The Quartet No. 3 was composer for the film on the Japanese novelist Mishima, and was arranged for the sax quartet by a saxophonist friend of theirs. Working over the years with much minimal music, the quartet concentrates on subtle nuances instead of major gestures, and feels they have moved toward a very slender, clear and transparent tonal ideal suitable to the music of Glass and Nyman. They found Glass’ music especially well suited to saxophones, except for the circular breathing it often requires. While the musicians can do this in live concerts, the sound is evidently too easily picked up my the mics in recording, so they use digital editing techniques. Glass’ Sax Quartet was originally created as a work for four saxes and orchestra, but this is its sax quartet alone version.
Nyman, who was inspired to return to composing after a break from it after hearing a Steve Reich work, is best known for his score to the film The Piano. The second movement of his Songs for Tony is based on music from this soundtrack. While he was working on this quartet he learned of the death of his friend Tony Simmons, and dedicated the work to him. The opening movement is a transcription of a song Nyman had composed to a text written by Mozart and titled “Mozart on Mortality.”
TrackList:
Philip Glass – String Quartet No.3 (Mishima)
01. 1957: Award Montage
02. November 25 – Ichigaya
03. Granmother and Kimitake
04. 1962: Body Building
05. Blood Oath
06. Mishima Closing
Philip Glass – Saxophone Quartet
07. Movement I
08. Movement II
09. Movement III
10. Movement IV
Michael Nyman – Songs for Tony
11. Movement I
12. Movement II
13. Movement III
14. Movement IV
[audaud-hr]
You probably will have to be a fan of both steel drums and Philip Glass to enjoy the second album. This CD certainly provides a unique listening experience. In a way the special timbre of the steel drums seems to have a sparkling and evocative feeling not that different from much of Glass’ music.
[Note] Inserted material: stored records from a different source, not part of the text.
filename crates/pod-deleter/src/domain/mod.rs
//! Pod model, deletion policy and the eligibility rules applied to each pod.

pub mod eligibility;
pub mod error;
#[cfg(any(test, feature = "testing"))]
pub mod mock;
pub mod pod;
pub mod policy;
pub mod traits;

pub use eligibility::evaluate;
pub use eligibility::Decision;
pub use eligibility::SkipCause;
pub use error::PodClientError;
pub use pod::ContainerState;
pub use pod::PodPhase;
pub use pod::PodSnapshot;
pub use policy::AcceptedReasons;
pub use policy::Policy;
pub use traits::PodDeleter;
pub use traits::PodLister;
pub use traits::SystemClock;
pub use traits::TimeSource;
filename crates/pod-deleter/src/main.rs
use anyhow::Result;
use clap::Parser;
use error_stack::Report;
use pod_deleter::config::Cli;
use pod_deleter::controller::StopHandle;
use pod_deleter::infrastructure::init_kube_client;
use pod_deleter::infrastructure::KubePodClient;
use pod_deleter::ControllerBuilder;
use tokio_util::sync::CancellationToken;
use utils::version;

/// Sets up global panic hooks.
fn setup_global_hooks() {
    let default_hook = std::panic::take_hook();
    std::panic::set_hook(Box::new(move |panic_info| {
        default_hook(panic_info);
        tracing::error!("Thread panicked: {}", panic_info);
    }));
}

fn into_anyhow<C>(report: Report<C>) -> anyhow::Error {
    anyhow::anyhow!("{report:?}")
}

#[tokio::main]
async fn main() -> Result<()> {
    setup_global_hooks();

    let cli = Cli::parse();
    utils::logging::init(cli.log_level);

    tracing::info!("Starting pod-deleter {}", &**version::VERSION);

    let client = init_kube_client(cli.kubeconfig.clone(), cli.context.clone())
        .await
        .map_err(into_anyhow)?;
    let pods = KubePodClient::new(client);

    let controller = cli
        .configure(ControllerBuilder::new(pods.clone(), pods))
        .build()
        .map_err(into_anyhow)?;

    tracing::info!(
        namespace = %controller.policy().namespace,
        selector = %controller.policy().selector,
        grace = ?controller.policy().grace,
        interval = ?controller.interval(),
        reasons = ?controller.policy().reasons.sorted(),
        dry_run = controller.policy().dry_run,
        "controller configured"
    );

    if cli.once {
        let summary = controller
            .once(&CancellationToken::new())
            .await
            .map_err(into_anyhow)?;
        tracing::info!(deleted = summary.deleted, "single pass completed");
        return Ok(());
    }

    spawn_signal_handler(controller.stop_handle())?;

    controller.run_loop().await.map_err(into_anyhow)?;

    tracing::info!("pod-deleter stopped");
    Ok(())
}

/// Stops the controller loop on SIGTERM or SIGINT.
#[cfg(unix)]
fn spawn_signal_handler(stop: StopHandle) -> Result<()> {
    use tokio::signal::unix::{signal, SignalKind};

    let mut sigterm = signal(SignalKind::terminate())?;
    let mut sigint = signal(SignalKind::interrupt())?;

    tokio::spawn(async move {
        tokio::select! {
            _ = sigterm.recv() => {
                tracing::info!("Received SIGTERM, initiating graceful shutdown");
            }
            _ = sigint.recv() => {
                tracing::info!("Received SIGINT, initiating graceful shutdown");
            }
        }
        stop.stop();
    });
    Ok(())
}

/// Stops the controller loop on Ctrl+C.
#[cfg(not(unix))]
fn spawn_signal_handler(stop: StopHandle) -> Result<()> {
    tokio::spawn(async move {
        match tokio::signal::ctrl_c().await {
            Ok(()) => {
                tracing::info!("Received Ctrl+C, initiating graceful shutdown");
                stop.stop();
            }
            Err(e) => tracing::error!("Failed to listen for Ctrl+C: {e}"),
        }
    });
    Ok(())
}
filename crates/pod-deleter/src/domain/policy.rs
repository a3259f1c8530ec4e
use std::collections::HashSet;
use std::time::Duration;

/// Reasons a pod is deleted for when none are configured.
/// Only consulted for containers in a terminated or waiting state.
pub const DEFAULT_REASONS: [&str; 2] = ["CrashLoopBackOff", "Error"];

/// Pods created less than this long ago are left alone.
pub const DEFAULT_GRACE: Duration = Duration::from_secs(60 * 60);

/// Container state reasons that make a pod eligible for deletion.
///
/// Matching is exact and case-sensitive.
#[derive(Debug, Clone, PartialEq, Eq)]
pub struct AcceptedReasons(HashSet<String>);

impl AcceptedReasons {
    pub fn new<I, S>(reasons: I) -> Self
    where
        I: IntoIterator<Item = S>,
        S: Into<String>,
    {
        Self(reasons.into_iter().map(Into::into).collect())
    }

    pub fn contains(&self, reason: &str) -> bool {
        self.0.contains(reason)
    }

    /// Reasons in sorted order, for display.
    pub fn sorted(&self) -> Vec<&str> {
        let mut reasons: Vec<&str> = self.0.iter().map(String::as_str).collect();
        reasons.sort_unstable();
        reasons
    }
}

impl Default for AcceptedReasons {
    fn default() -> Self {
        Self::new(DEFAULT_REASONS)
    }
}

/// Everything that decides which pods are looked at and which get deleted.
#[derive(Debug, Clone, PartialEq, Eq)]
pub struct Policy {
    /// Empty means all namespaces.
    pub namespace: String,
    /// Label selector, empty means all pods.
    pub selector: String,
    pub grace: Duration,
    pub reasons: AcceptedReasons,
    pub dry_run: bool,
}

impl Default for Policy {
    fn default() -> Self {
        Self {
            namespace: String::new(),
            selector: String::new(),
            grace: DEFAULT_GRACE,
            reasons: AcceptedReasons::default(),
            dry_run: false,
        }
    }
}
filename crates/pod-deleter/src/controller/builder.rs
use std::sync::Arc;
use std::time::Duration;

use error_stack::Report;
use tokio::time::Instant;

use super::error::ControllerError;
use super::observer::PassObserver;
use super::observer::TracingObserver;
use super::Controller;
use crate::domain::AcceptedReasons;
use crate::domain::PodDeleter;
use crate::domain::PodLister;
use crate::domain::Policy;
use crate::domain::SystemClock;
use crate::domain::TimeSource;

/// How often the loop runs a pass when no interval is configured.
pub const DEFAULT_INTERVAL: Duration = Duration::from_secs(5 * 60);

/// Collects the optional settings of a [`Controller`].
///
/// Anything left unset keeps its default: all namespaces, no selector,
/// a one hour grace period, a five minute interval, the default reasons,
/// real deletions and tracing output.
pub struct ControllerBuilder<L, D> {
    lister: L,
    deleter: D,
    policy: Policy,
    interval: Duration,
    observer: Arc<dyn PassObserver>,
    clock: Arc<dyn TimeSource>,
}

impl<L: PodLister, D: PodDeleter> ControllerBuilder<L, D> {
    pub fn new(lister: L, deleter: D) -> Self {
        Self {
            lister,
            deleter,
            policy: Policy::default(),
            interval: DEFAULT_INTERVAL,
            observer: Arc::new(TracingObserver),
            clock: Arc::new(SystemClock),
        }
    }

    /// Only consider pods in this namespace. Empty means all namespaces.
    pub fn with_namespace(mut self, namespace: impl Into<String>) -> Self {
        self.policy.namespace = namespace.into();
        self
    }

    /// Only consider pods matching this label selector.
    pub fn with_selector(mut self, selector: impl Into<String>) -> Self {
        self.policy.selector = selector.into();
        self
    }

    /// Pods created less than `grace` ago are never deleted.
    pub fn with_grace(mut self, grace: Duration) -> Self {
        self.policy.grace = grace;
        self
    }

    pub fn with_interval(mut self, interval: Duration) -> Self {
        self.interval = interval;
        self
    }

    /// Replaces the default reasons. Exact matches only.
    pub fn with_reasons<I, S>(mut self, reasons: I) -> Self
    where
        I: IntoIterator<Item = S>,
        S: Into<String>,
    {
        self.policy.reasons = AcceptedReasons::new(reasons);
        self
    }

    /// When set, eligible pods are reported but not deleted.
    pub fn with_dry_run(mut self, dry_run: bool) -> Self {
        self.policy.dry_run = dry_run;
        self
    }

    pub fn with_observer(mut self, observer: impl PassObserver + 'static) -> Self {
        self.observer = Arc::new(observer);
        self
    }

    pub fn with_clock(mut self, clock: impl TimeSource + 'static) -> Self {
        self.clock = Arc::new(clock);
        self
    }

    pub fn build(self) -> Result<Controller<L, D>, Report<ControllerError>> {
        if self.interval.is_zero() {
            return Err(Report::new(ControllerError::InvalidOption {
                message: "interval must be greater than zero".to_string(),
            }));
        }
        if Instant::now().checked_add(self.interval).is_none() {
            return Err(Report::new(ControllerError::InvalidOption {
                message: format!("interval {:?} is too large", self.interval),
            }));
        }

        Ok(Controller::from_parts(
            self.lister,
            self.deleter,
            self.policy,
            self.interval,
            self.observer,
            self.clock,
        ))
    }
}
//! Cluster access port backed by the Kubernetes API.

use async_trait::async_trait;
use error_stack::Report;
use k8s_openapi::api::core::v1::Pod;
use kube::api::DeleteParams;
use kube::api::ListParams;
use kube::Api;
use kube::Client;

use crate::domain::PodClientError;
use crate::domain::PodDeleter;
use crate::domain::PodLister;
use crate::domain::PodSnapshot;

/// Lists and deletes pods through a [`kube::Client`].
#[derive(Clone)]
pub struct KubePodClient {
    client: Client,
}

impl KubePodClient {
    pub fn new(client: Client) -> Self {
        Self { client }
    }

    fn api(&self, namespace: &str) -> Api<Pod> {
        if namespace.is_empty() {
            Api::all(self.client.clone())
        } else {
            Api::namespaced(self.client.clone(), namespace)
        }
    }
}

fn list_params(selector: &str) -> ListParams {
    let params = ListParams::default();
    if selector.is_empty() {
        params
    } else {
        params.labels(selector)
    }
}

fn is_not_found(error: &kube::Error) -> bool {
    matches!(error, kube::Error::Api(response) if response.code == 404)
}

#[async_trait]
impl PodLister for KubePodClient {
    async fn list_pods(
        &self,
        namespace: &str,
        selector: &str,
    ) -> Result<Vec<PodSnapshot>, Report<PodClientError>> {
        let pods = self
            .api(namespace)
            .list(&list_params(selector))
            .await
            .map_err(|e| {
                Report::new(PodClientError::ListFailed {
                    message: format!("namespace={namespace:?} selector={selector:?}"),
                })
                .attach_printable(format!("Kubernetes API error: {e}"))
            })?;

        Ok(pods.items.iter().map(PodSnapshot::from).collect())
    }
}

#[async_trait]
impl PodDeleter for KubePodClient {
    async fn delete_pod(&self, namespace: &str, name: &str) -> Result<(), Report<PodClientError>> {
        match self
            .api(namespace)
            .delete(name, &DeleteParams::default())
            .await
        {
            Ok(_) => Ok(()),
            Err(e) if is_not_found(&e) => Err(Report::new(PodClientError::NotFound)),
            Err(e) => Err(Report::new(PodClientError::DeleteFailed {
                message: format!("{namespace}/{name}"),
            })
            .attach_printable(format!("Kubernetes API error: {e}"))),
        }
    }
}
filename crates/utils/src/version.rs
use std::sync::LazyLock;

/// Defines the application version.
pub static VERSION: LazyLock<String> = LazyLock::new(|| {
    format_version(
        env!("IMAGE_VERSION"),
        option_env!("VERGEN_GIT_SHA"),
        option_env!("VERGEN_GIT_DIRTY"),
    )
});

fn format_version(image_version: &str, sha: Option<&str>, dirty: Option<&str>) -> String {
    format!(
        "{}-{}{}",
        image_version,
        sha.unwrap_or("unknown"),
        if dirty == Some("true") { "-dirty" } else { "" }
    )
}

#[cfg(test)]
mod tests {
    use similar_asserts::assert_eq;

    use super::*;

    #[test]
    fn version_without_git_metadata() {
        assert_eq!(format_version("latest", None, None), "latest-unknown");
    }

    #[test]
    fn version_marks_dirty_tree() {
        assert_eq!(
            format_version("v1.2.0", Some("abc123"), Some("true")),
            "v1.2.0-abc123-dirty"
        );
        assert_eq!(
            format_version("v1.2.0", Some("abc123"), Some("false")),
            "v1.2.0-abc123"
        );
    }
}
use error_stack::Report;
use error_stack::ResultExt;
use tokio_util::sync::CancellationToken;

use super::error::ControllerError;
use super::Controller;
use crate::domain::evaluate;
use crate::domain::Decision;
use crate::domain::PodClientError;
use crate::domain::PodDeleter;
use crate::domain::PodLister;

/// What a single pass did.
#[derive(Debug, Clone, Default, PartialEq, Eq)]
pub struct PassSummary {
    pub listed: usize,
    pub evaluated: usize,
    pub deleted: usize,
    /// Eligible pods that were only reported because of dry-run.
    pub dry_run_matches: usize,
    /// Delete calls answered with not-found.
    pub already_gone: usize,
    /// The pass stopped early because cancellation was requested.
    pub cancelled: bool,
}

impl<L: PodLister, D: PodDeleter> Controller<L, D> {
    /// Lists pods once and deletes the ones that are eligible.
    ///
    /// `cancellation` is checked before each pod. Once it fires the pass stops and
    /// returns successfully; pods already deleted stay deleted.
    ///
    /// # Errors
    ///
    /// - [`ControllerError::ListFailed`] if listing fails, nothing is deleted
    /// - [`ControllerError::DeleteFailed`] on the first delete failure other than
    ///   not-found, remaining pods are left untouched
    #[tracing::instrument(skip_all, fields(namespace = %self.policy.namespace, selector = %self.policy.selector, dry_run = self.policy.dry_run))]
    pub async fn once(
        &self,
        cancellation: &CancellationToken,
    ) -> Result<PassSummary, Report<ControllerError>> {
        let pods = self
            .lister
            .list_pods(&self.policy.namespace, &self.policy.selector)
            .await
            .change_context(ControllerError::ListFailed)?;

        let now = self.clock.now();
        let mut summary = PassSummary {
            listed: pods.len(),
            ..Default::default()
        };

        for pod in &pods {
            if cancellation.is_cancelled() {
                tracing::info!(remaining = pods.len() - summary.evaluated, "pass cancelled");
                summary.cancelled = true;
                break;
            }
            summary.evaluated += 1;

            let (container, reason) = match evaluate(pod, &self.policy, now) {
                Decision::Skip(cause) => {
                    self.observer.pod_skipped(pod, &cause);
                    continue;
                }
                Decision::Delete { container, reason } => (container, reason),
            };

            self.observer.pod_deleting(pod, &container, &reason, self.policy.dry_run);
            if self.policy.dry_run {
                summary.dry_run_matches += 1;
                continue;
            }

            match self.deleter.delete_pod(&pod.namespace, &pod.name).await {
                Ok(()) => summary.deleted += 1,
                Err(report) if matches!(report.current_context(), PodClientError::NotFound) => {
                    // pod may have exited or been removed in the meantime
                    self.observer.pod_already_gone(pod);
                    summary.already_gone += 1;
                }
                Err(report) => {
                    return Err(report.change_context(ControllerError::DeleteFailed {
                        namespace: pod.namespace.clone(),
                        name: pod.name.clone(),
                    }));
                }
            }
        }

        self.observer.pass_completed(&summary);
        Ok(summary)
    }
}

#[cfg(test)]
mod tests {
    use std::sync::Arc;
    use std::sync::Mutex;
    use std::time::Duration;

    use chrono::DateTime;
    use chrono::Utc;
    use similar_asserts::assert_eq;
    use test_log::test;

    use super::*;
    use crate::controller::ControllerBuilder;
    use crate::controller::PassObserver;
    use crate::domain::mock::FixedClock;
    use crate::domain::mock::InMemoryCluster;
    use crate::domain::ContainerState;
    use crate::domain::PodPhase;
    use crate::domain::PodSnapshot;
    use crate::domain::SkipCause;

    const MINUTE: Duration = Duration::from_secs(60);
    const HOUR: Duration = Duration::from_secs(3600);

    fn now() -> DateTime<Utc> {
        DateTime::parse_from_rfc3339("2024-05-01T12:00:00Z")
            .unwrap()
            .with_timezone(&Utc)
    }

    fn make_pod(age: Duration, name: &str, phase: PodPhase, state: ContainerState) -> PodSnapshot {
        let created = now() - chrono::Duration::from_std(age).unwrap();
        PodSnapshot::new("default", name, created, phase).with_container("app", state)
    }

    fn crash(age: Duration, name: &str) -> PodSnapshot {
        make_pod(
            age,
            name,
            PodPhase::Running,
            ContainerState::Terminated {
                reason: "CrashLoopBackOff".to_string(),
            },
        )
    }

    fn builder(cluster: &InMemoryCluster) -> ControllerBuilder<InMemoryCluster, InMemoryCluster> {
        ControllerBuilder::new(cluster.clone(), cluster.clone())
            .with_grace(5 * MINUTE)
            .with_clock(FixedClock(now()))
    }

    async fn run_once(cluster: &InMemoryCluster) -> PassSummary {
        builder(cluster)
            .build()
            .expect("should build")
            .once(&CancellationToken::new())
            .await
            .expect("pass should succeed")
    }

    #[derive(Default, Clone)]
    struct RecordingObserver {
        events: Arc<Mutex<Vec<String>>>,
    }

    impl PassObserver for RecordingObserver {
        fn pod_skipped(&self, pod: &PodSnapshot, cause: &SkipCause) {
            self.events
                .lock()
                .unwrap()
                .push(format!("skip {} {cause}", pod.name));
        }

        fn pod_deleting(&self, pod: &PodSnapshot, container: &str, reason: &str, dry_run: bool) {
            self.events
                .lock()
                .unwrap()
                .push(format!("delete {} {container} {reason} dry_run={dry_run}", pod.name));
        }
    }

    #[test(tokio::test)]
    async fn empty_cluster() {
        let cluster = InMemoryCluster::default();

        let summary = run_once(&cluster).await;

        assert_eq!(summary, PassSummary::default());
        assert!(cluster.delete_calls().is_empty());
    }

    #[test(tokio::test)]
    async fn delete_none() {
        let cluster = InMemoryCluster::new([make_pod(
            HOUR,
            "pod0",
            PodPhase::Running,
            ContainerState::Terminated {
                reason: String::new(),
            },
        )]);

        run_once(&cluster).await;

        assert_eq!(cluster.pod_names(), vec!["pod0"]);
        assert!(cluster.delete_calls().is_empty());
    }

    #[test(tokio::test)]
    async fn delete_all() {
        let cluster = InMemoryCluster::new([crash(HOUR, "pod0"), crash(3 * HOUR, "pod1")]);

        let summary = run_once(&cluster).await;

        assert_eq!(summary.deleted, 2);
        assert!(cluster.pods().is_empty());
    }

    #[test(tokio::test)]
    async fn delete_one() {
        let cluster = InMemoryCluster::new([crash(MINUTE, "pod0"), crash(3 * HOUR, "pod1")]);

        let summary = run_once(&cluster).await;

        assert_eq!(summary.deleted, 1);
        assert_eq!(cluster.pod_names(), vec!["pod0"]);
        assert_eq!(cluster.delete_calls(), vec!["default/pod1"]);
    }

    #[test(tokio::test)]
    async fn excluded_phases_are_kept() {
        let cluster = InMemoryCluster::new(
            [PodPhase::Pending, PodPhase::Succeeded, PodPhase::Unknown]
                .into_iter()
                .enumerate()
                .map(|(i, phase)| {
                    make_pod(
                        24 * HOUR,
                        &format!("pod{i}"),
                        phase,
                        ContainerState::Waiting {
                            reason: "CrashLoopBackOff".to_string(),
                        },
                    )
                }),
        );

        let summary = run_once(&cluster).await;

        assert_eq!(summary.evaluated, 3);
        assert_eq!(summary.deleted, 0);
        assert_eq!(cluster.pods().len(), 3);
    }

    #[test(tokio::test)]
    async fn failed_pods_with_error_reason_are_deleted() {
        let cluster = InMemoryCluster::new([make_pod(
            HOUR,
            "pod0",
            PodPhase::Failed,
            ContainerState::Terminated {
                reason: "Error".to_string(),
            },
        )]);

        run_once(&cluster).await;

        assert!(cluster.pods().is_empty());
    }

    #[test(tokio::test)]
    async fn each_pod_is_deleted_once() {
        let pod = crash(HOUR, "pod0")
            .with_container(
                "sidecar",
                ContainerState::Waiting {
                    reason: "Error".to_string(),
                },
            )
            .with_container(
                "other",
                ContainerState::Terminated {
                    reason: "CrashLoopBackOff".to_string(),
                },
            );
        let cluster = InMemoryCluster::new([pod]);
        let observer = RecordingObserver::default();

        builder(&cluster)
            .with_observer(observer.clone())
            .build()
            .expect("should build")
            .once(&CancellationToken::new())
            .await
            .expect("pass should succeed");

        assert_eq!(cluster.delete_calls(), vec!["default/pod0"]);
        assert_eq!(
            *observer.events.lock().unwrap(),
            vec!["delete pod0 app CrashLoopBackOff dry_run=false".to_string()]
        );
    }

    #[test(tokio::test)]
    async fn list_uses_policy_filters() {
        let cluster = InMemoryCluster::default();
        builder(&cluster)
            .with_namespace("jobs")
            .with_selector("app=worker")
            .build()
            .expect("should build")
            .once(&CancellationToken::new())
            .await
            .expect("pass should succeed");

        assert_eq!(
            cluster.list_calls(),
            vec![("jobs".to_string(), "app=worker".to_string())]
        );
    }

    #[test(tokio::test)]
    async fn dry_run_never_deletes() {
        let cluster = InMemoryCluster::new([crash(HOUR, "pod0"), crash(MINUTE, "pod1")]);
        let observer = RecordingObserver::default();

        let summary = builder(&cluster)
            .with_dry_run(true)
            .with_observer(observer.clone())
            .build()
            .expect("should build")
            .once(&CancellationToken::new())
            .await
            .expect("pass should succeed");

        assert_eq!(summary.dry_run_matches, 1);
        assert_eq!(summary.deleted, 0);
        assert!(cluster.delete_calls().is_empty());
        assert_eq!(cluster.pods().len(), 2);
        assert_eq!(
            *observer.events.lock().unwrap(),
            vec![
                "delete pod0 app CrashLoopBackOff dry_run=true".to_string(),
                "skip pod1 CreationTimestamp".to_string(),
            ]
        );
    }

    #[test(tokio::test)]
    async fn not_found_does_not_abort() {
        let cluster = InMemoryCluster::new([crash(HOUR, "pod0"), crash(HOUR, "pod1")]);
        cluster.vanish_before_delete("default/pod0");

        let summary = run_once(&cluster).await;

        assert_eq!(summary.already_gone, 1);
        assert_eq!(summary.deleted, 1);
        assert_eq!(cluster.delete_calls(), vec!["default/pod0", "default/pod1"]);
    }

    #[test(tokio::test)]
    async fn delete_failure_aborts_pass() {
        let cluster = InMemoryCluster::new([
            crash(HOUR, "pod0"),
            crash(HOUR, "pod1"),
            crash(HOUR, "pod2"),
        ]);
        cluster.fail_delete("default/pod1", "forbidden");

        let report = builder(&cluster)
            .build()
            .expect("should build")
            .once(&CancellationToken::new())
            .await
            .expect_err("pass should fail");

        match report.current_context() {
            ControllerError::DeleteFailed { namespace, name } => {
                assert_eq!(namespace, "default");
                assert_eq!(name, "pod1");
            }
            other => panic!("unexpected error: {other}"),
        }
        assert!(format!("{report:?}").contains("forbidden"));
        assert_eq!(cluster.delete_calls(), vec!["default/pod0", "default/pod1"]);
        assert_eq!(cluster.pod_names(), vec!["pod1", "pod2"]);
    }

    #[test(tokio::test)]
    async fn list_failure_deletes_nothing() {
        let cluster = InMemoryCluster::new([crash(HOUR, "pod0")]);
        cluster.fail_list("connection refused");

        let report = builder(&cluster)
            .build()
            .expect("should build")
            .once(&CancellationToken::new())
            .await
            .expect_err("pass should fail");

        assert!(matches!(report.current_context(), ControllerError::ListFailed));
        assert!(cluster.delete_calls().is_empty());
    }

    #[test(tokio::test)]
    async fn cancellation_stops_pass_without_error() {
        let cluster = InMemoryCluster::new([
            crash(HOUR, "pod0"),
            crash(HOUR, "pod1"),
            crash(HOUR, "pod2"),
        ]);
        let token = CancellationToken::new();
        let hook_token = token.clone();
        cluster.on_delete(move |_, name| {
            if name == "pod0" {
                hook_token.cancel();
            }
        });

        let summary = builder(&cluster)
            .build()
            .expect("should build")
            .once(&token)
            .await
            .expect("cancelled pass is not an error");

        assert!(summary.cancelled);
        assert_eq!(summary.evaluated, 1);
        assert_eq!(cluster.pod_names(), vec!["pod1", "pod2"]);
    }

    #[test(tokio::test)]
    async fn cancelled_before_start_touches_nothing() {
        let cluster = InMemoryCluster::new([crash(HOUR, "pod0")]);
        let token = CancellationToken::new();
        token.cancel();

        let summary = builder(&cluster)
            .build()
            .expect("should build")
            .once(&token)
            .await
            .expect("cancelled pass is not an error");

        assert!(summary.cancelled);
        assert_eq!(summary.evaluated, 0);
        assert_eq!(cluster.pods().len(), 1);
    }
}
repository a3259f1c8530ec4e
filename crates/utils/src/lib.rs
pub mod logging;
pub mod version;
The director of the NYU Steinhardt Percussion Program is Jonathan Haas, and he has spent over 20 years arranging music of Glass for percussion ensemble concerts, responding to the students’ shared interest in the music of Glass. He says mastering all these instruments proved far different from anything the students had learned in their music careers and they did a fine job with them.
The steel pan is fairly new instrument. It’s after all just an oil drum which has been hammered and tuned to specific pitches so it can play chromatic scales (but not in consecutive order, so like a cimbalom, they are difficult to learn). So steel pan musicians are immensely skilled, versatile and flexible. The Glass Etudes have not been published as yet, but they are often performed on piano. Haas says his versions are nothing like the originals. It’s the same music but a totally different depiction of it. He compares it restaging a piece of artwork that has the flexibility to assume different guises. He would like to “fortify a worldwide audience for both the steel pan and Philip Glass.”
The ten Etudes are heard out of order—starting with No. 2 and ending with No. 10. Some terrific sounds here.  I only wish they were available in hi-res surround.